Through their mourning, the family has become closer than ever. “You just feel more deeply now. You hug more deeply, you love more deeply,” says Brosnan. He and his sons play together, go to the beach and invite friends over for swimming parties, and Pierce talks to Charlotte by phone every day.

But he is also smart enough to know that their grief isn’t going to diminish soon. So he keeps an eye on himself and the children. He lets them see him weep, lets them know that he is lonely. And he asks them if everything is OK. Sometimes it isn’t. “I can see the pain in Christopher’s eyes, the absence in his heart for his mother,” says Pierce. An aspiring filmmaker, Chris has enrolled in a screenwriting course at UCLA. Sean, a third grader, has told Pierce he is happy talking only to his dad, but Brosnan has sought out a counselor for both son and father. He himself is an only child whose father, Tom, a carpenter, split with Brosnan’s mother (whose name he won’t divulge) before Pierce’s first birthday. She later left him with relatives while she went to nursing school in England. They reunited there when he was 11. “I know from my own childhood [that] there was enough [loneliness] bottled up, and I don’t want that to happen with Sean,” says Brosnan.

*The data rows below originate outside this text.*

impl MarkerStore {
    fn attach(conn: Connection, location: StoreLocation) -> StoreResult<Self> {
        let mut store = Self {
            conn,
            location,
            listeners: Vec::new(),
            sizing: SizingConfig::default(),
            detached: None,
        };
        store.migrate_schema(&current_attributes())?;
        Ok(store)
    }

    pub fn location(&self) -> &StoreLocation {
        &self.location
    }

    pub fn sizing(&self) -> &SizingConfig {
        &self.sizing
    }

    /// Replaces the sizing rules used by [`MarkerStore::create`].
    pub fn set_sizing(&mut self, sizing: SizingConfig) {
        self.sizing = sizing;
    }

    /// Registers a listener for subsequent changes.
    pub fn subscribe(&mut self, listener: Box<dyn StoreListener>) {
        self.listeners.push(listener);
    }

    /// Resolves `symbol`, persists a new marker sized for a view at
    /// `map_units_per_pixel` and notifies listeners.
    ///
    /// Nothing is written when the symbol cannot be resolved or the marker
    /// fails validation.
    pub fn create(
        &self,
        position: MapPoint,
        symbol: SymbolRef,
        map_units_per_pixel: f64,
    ) -> StoreResult<Marker> {
        let symbol = resolve_symbol(symbol)?;
        let size = self.initial_size(map_units_per_pixel)?;
        let marker = self
            .repo()?
            .insert_marker(&NewMarker::new(position, symbol, size))?;
        info!(
            "event=marker_create module=store status=ok id={} size={}",
            marker.id, marker.size
        );
        self.notify(&StoreChange::Created(marker.clone()));
        Ok(marker)
    }

    /// Size a marker created now at this resolution would get.
    pub fn initial_size(&self, map_units_per_pixel: f64) -> StoreResult<f64> {
        let smallest = self.smallest_size()?;
        Ok(adaptive_size(map_units_per_pixel, smallest, &self.sizing))
    }

    pub fn get(&self, id: MarkerId) -> StoreResult<Option<Marker>> {
        Ok(self.repo()?.get_marker(id)?)
    }

    /// Applies `patch` in one statement and returns the updated marker.
    pub fn update(&self, id: MarkerId, patch: &MarkerPatch) -> StoreResult<Marker> {
        let current = self.repo()?.get_marker(id)?.ok_or(StoreError::NotFound(id))?;
        if patch.is_empty() {
            return Ok(current);
        }
        let next = patch.apply_to(&current);
        self.repo()?.update_marker(&next)?;
        debug!("event=marker_update module=store status=ok id={id}");
        self.notify(&StoreChange::Updated(next.clone()));
        Ok(next)
    }

    /// Permanently removes a marker. A repeated delete reports `NotFound`.
    pub fn delete(&self, id: MarkerId) -> StoreResult<()> {
        self.repo()?.delete_marker(id)?;
        info!("event=marker_delete module=store status=ok id={id}");
        self.notify(&StoreChange::Deleted(id));
        Ok(())
    }

    /// Snapshot of every marker ordered by id. Calling again restarts.
    pub fn list(&self) -> StoreResult<MarkerIter> {
        Ok(self.repo()?.list_markers()?.into_iter())
    }

    pub fn smallest_size(&self) -> StoreResult<Option<f64>> {
        Ok(self.repo()?.smallest_size()?)
    }

    /// Opens the edit transaction used by interactive gestures.
    pub fn begin_edit(&self) -> StoreResult<()> {
        if self.in_edit() {
            return Err(StoreError::EditInProgress);
        }
        self.attached()?
            .execute_batch("BEGIN IMMEDIATE;")
            .map_err(|err| StoreError::StorageWriteFailed(err.into()))?;
        debug!("event=edit_begin module=store status=ok");
        Ok(())
    }

    pub fn commit_edit(&self) -> StoreResult<()> {
        let conn = self.attached()?;
        if !self.in_edit() {
            return Err(StoreError::NoOpenEdit);
        }
        if let Err(err) = conn.execute_batch("COMMIT;") {
            error!("event=edit_commit module=store status=error error={err}");
            return Err(StoreError::StorageWriteFailed(err.into()));
        }
        debug!("event=edit_commit module=store status=ok");
        Ok(())
    }

    /// Discards every write since `begin_edit`, including writes made by
    /// other callers on this store while the edit was open.
    pub fn rollback_edit(&self) -> StoreResult<()> {
        let conn = self.attached()?;
        if !self.in_edit() {
            return Err(StoreError::NoOpenEdit);
        }
        conn.execute_batch("ROLLBACK;")
            .map_err(|err| StoreError::StorageWriteFailed(err.into()))?;
        debug!("event=edit_rollback module=store status=ok");
        Ok(())
    }

    pub fn in_edit(&self) -> bool {
        self.detached.is_none() && !self.conn.is_autocommit()
    }

    pub fn is_detached(&self) -> bool {
        self.detached.is_some()
    }

    /// Reconnects a detached file store and brings it to the current schema.
    /// Attached stores are left untouched.
    pub fn reopen(&mut self) -> StoreResult<()> {
        if self.detached.is_none() {
            return Ok(());
        }
        let StoreLocation::File(path) = self.location.clone() else {
            return Ok(());
        };
        self.reattach(&path).map_err(StoreError::StorageWriteFailed)?;
        info!("event=store_reopen module=store status=ok");
        self.migrate_schema(&current_attributes())?;
        Ok(())
    }

    /// Ensures every attribute in `required` exists, rewriting the store when
    /// some are missing. Repeated calls with the same set are no-ops.
    ///
    /// # Errors
    /// - `EditInProgress` while an edit transaction is open.
    /// - `SchemaMigrationFailed` when the rewrite or swap fails; the previous
    ///   store stays active.
    /// - `StorageWriteFailed` when the swapped file cannot be reopened; the
    ///   store is detached until [`MarkerStore::reopen`] succeeds.
    pub fn migrate_schema(&mut self, required: &[AttributeSpec]) -> StoreResult<MigrationReport> {
        if self.in_edit() {
            return Err(StoreError::EditInProgress);
        }

        let plan = plan_migration(self.attached()?, required).map_err(StoreError::migration)?;
        if plan.is_noop() {
            if plan.target_version > plan.current_version {
                set_user_version(&self.conn, plan.target_version)
                    .map_err(|err| StoreError::migration(err.into()))?;
            }
            return Ok(MigrationReport::default());
        }

        let started_at = Instant::now();
        let mode = match self.location {
            StoreLocation::File(_) => "file",
            StoreLocation::Memory => "memory",
        };
        info!(
            "event=schema_migrate module=store status=start mode={mode} from_version={} to_version={} added={}",
            plan.current_version,
            plan.target_version,
            plan.added.len()
        );

        let result = match self.location.clone() {
            StoreLocation::Memory => {
                rewrite_in_place(&mut self.conn, &plan).map_err(StoreError::migration)
            }
            StoreLocation::File(path) => self.rewrite_file(&path, &plan),
        };

        match result {
            Ok(carried) => {
                info!(
                    "event=schema_migrate module=store status=ok mode={mode} carried={carried} duration_ms={}",
                    started_at.elapsed().as_millis()
                );
                let report = MigrationReport {
                    added: plan.added_names(),
                    carried,
                };
                self.notify(&StoreChange::Migrated(report.clone()));
                Ok(report)
            }
            Err(err) => {
                let error_code = if self.is_detached() {
                    "reopen_failed"
                } else {
                    "migration_failed"
                };
                error!(
                    "event=schema_migrate module=store status=error mode={mode} duration_ms={} error_code={error_code} error={}",
                    started_at.elapsed().as_millis(),
                    err
                );
                Err(err)
            }
        }
    }

    fn rewrite_file(&mut self, path: &Path, plan: &MigrationPlan) -> StoreResult<usize> {
        let temp = migrating_path(path);
        remove_best_effort(&temp);

        let staged = write_migrated_copy(&self.conn, &temp, plan)
            .and_then(|carried| Ok((carried, Connection::open_in_memory()?)));
        let (carried, placeholder) = match staged {
            Ok(staged) => staged,
            Err(err) => {
                remove_best_effort(&temp);
                return Err(StoreError::migration(err));
            }
        };

        let active = std::mem::replace(&mut self.conn, placeholder);
        if let Err((active, err)) = active.close() {
            self.conn = active;
            remove_best_effort(&temp);
            return Err(StoreError::migration(err.into()));
        }

        if let Err(err) = fs::rename(&temp, path) {
            remove_best_effort(&temp);
            self.reattach(path).map_err(StoreError::StorageWriteFailed)?;
            return Err(StoreError::migration(err.into()));
        }

        self.reattach(path).map_err(StoreError::StorageWriteFailed)?;
        Ok(carried)
    }

    /// Opens `path` as the active connection, retrying once. On failure the
    /// store is detached.
    fn reattach(&mut self, path: &Path) -> DbResult<()> {
        let conn = match open_connection(path) {
            Ok(conn) => conn,
            Err(first) => {
                warn!("event=store_reopen module=store status=retry error={first}");
                match open_connection(path) {
                    Ok(conn) => conn,
                    Err(err) => {
                        error!(
                            "event=store_reopen module=store status=error error_code=store_detached error={err}"
                        );
                        self.detached = Some(err.to_string());
                        return Err(err);
                    }
                }
            }
        };
        self.conn = conn;
        self.detached = None;
        Ok(())
    }

    fn attached(&self) -> StoreResult<&Connection> {
        match &self.detached {
            Some(reason) => Err(StoreError::Detached {
                reason: reason.clone(),
            }),
            None => Ok(&self.conn),
        }
    }

    fn repo(&self) -> StoreResult<SqliteMarkerRepository<'_>> {
        Ok(SqliteMarkerRepository::new(self.attached()?))
    }

    fn notify(&self, change: &StoreChange) {
        for listener in &self.listeners {
            listener.on_change(change);
        }
    }
}
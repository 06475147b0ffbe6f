//! SQLite storage bootstrap and schema migration entry points.
//!
//! # Responsibility
//! - Open and configure SQLite connections for the marker store.
//! - Describe the marker schema per version and rewrite stores that lag.
//!
//! # Invariants
//! - Schema version is tracked via `PRAGMA user_version`.
//! - The schema only grows: migrations add attributes, never drop or retype.
//! - Core code must not read/write marker data before migration succeeds.

use std::error::Error;
use std::fmt::{Display, Formatter};

pub mod migrations;
mod open;
pub mod schema;

pub use open::{open_connection, open_connection_in_memory};

pub type DbResult<T> = Result<T, DbError>;

#[derive(Debug)]
pub enum DbError {
    Sqlite(rusqlite::Error),
    Io(std::io::Error),
    UnsupportedSchemaVersion {
        db_version: u32,
        latest_supported: u32,
    },
}

impl Display for DbError {
    fn fmt(&self, f: &mut Formatter<'_>) -> std::fmt::Result {
        match self {
            Self::Sqlite(err) => write!(f, "{err}"),
            Self::Io(err) => write!(f, "{err}"),
            Self::UnsupportedSchemaVersion {
                db_version,
                latest_supported,
            } => write!(
                f,
                "marker store schema version {db_version} is newer than supported {latest_supported}"
            ),
        }
    }
}

impl Error for DbError {
    fn source(&self) -> Option<&(dyn Error + 'static)> {
        match self {
            Self::Sqlite(err) => Some(err),
            Self::Io(err) => Some(err),
            Self::UnsupportedSchemaVersion { .. } => None,
        }
    }
}

impl From<rusqlite::Error> for DbError {
    fn from(value: rusqlite::Error) -> Self {
        Self::Sqlite(value)
    }
}

impl From<std::io::Error> for DbError {
    fn from(value: std::io::Error) -> Self {
        Self::Io(value)
    }
}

Then he brightens, throws his arms out in a gesture of joy. “I don’t want this to sound depressing,” he says. “There is still laughter in the house, believe it or not, and a great spirit of life. I have wonderful children and work!”

He will try to juggle both when Sean and Christopher accompany their dad on location to Yugoslavia later this year to film Death Train, an Alistair MacLean action thriller. On a recent afternoon, Brosnan was speaking to a visitor when his housekeeper, Roxanne, appeared, holding a phone message. Brosnan asks to be excused. When he returns, his step is jaunty, his handsome face wreathed in a smile. He has just clinched an NBC adventure series, Running Wilde, debuting this fall, in which he will star as Austin Wilde, an ex-racing car driver who writes for a motor magazine and tools around in a Shelby Cobra. Brosnan is particularly happy to have landed a TV series right now, he says, so that he can be “a daddy who goes to work in the morning and comes home at night.” He has also secured a co-executive producer credit, which will help him maintain a family man’s working hours. “Cassie,” he says, “would be happy with that one.

In the garden at that moment, Cassie might indeed have been smiling.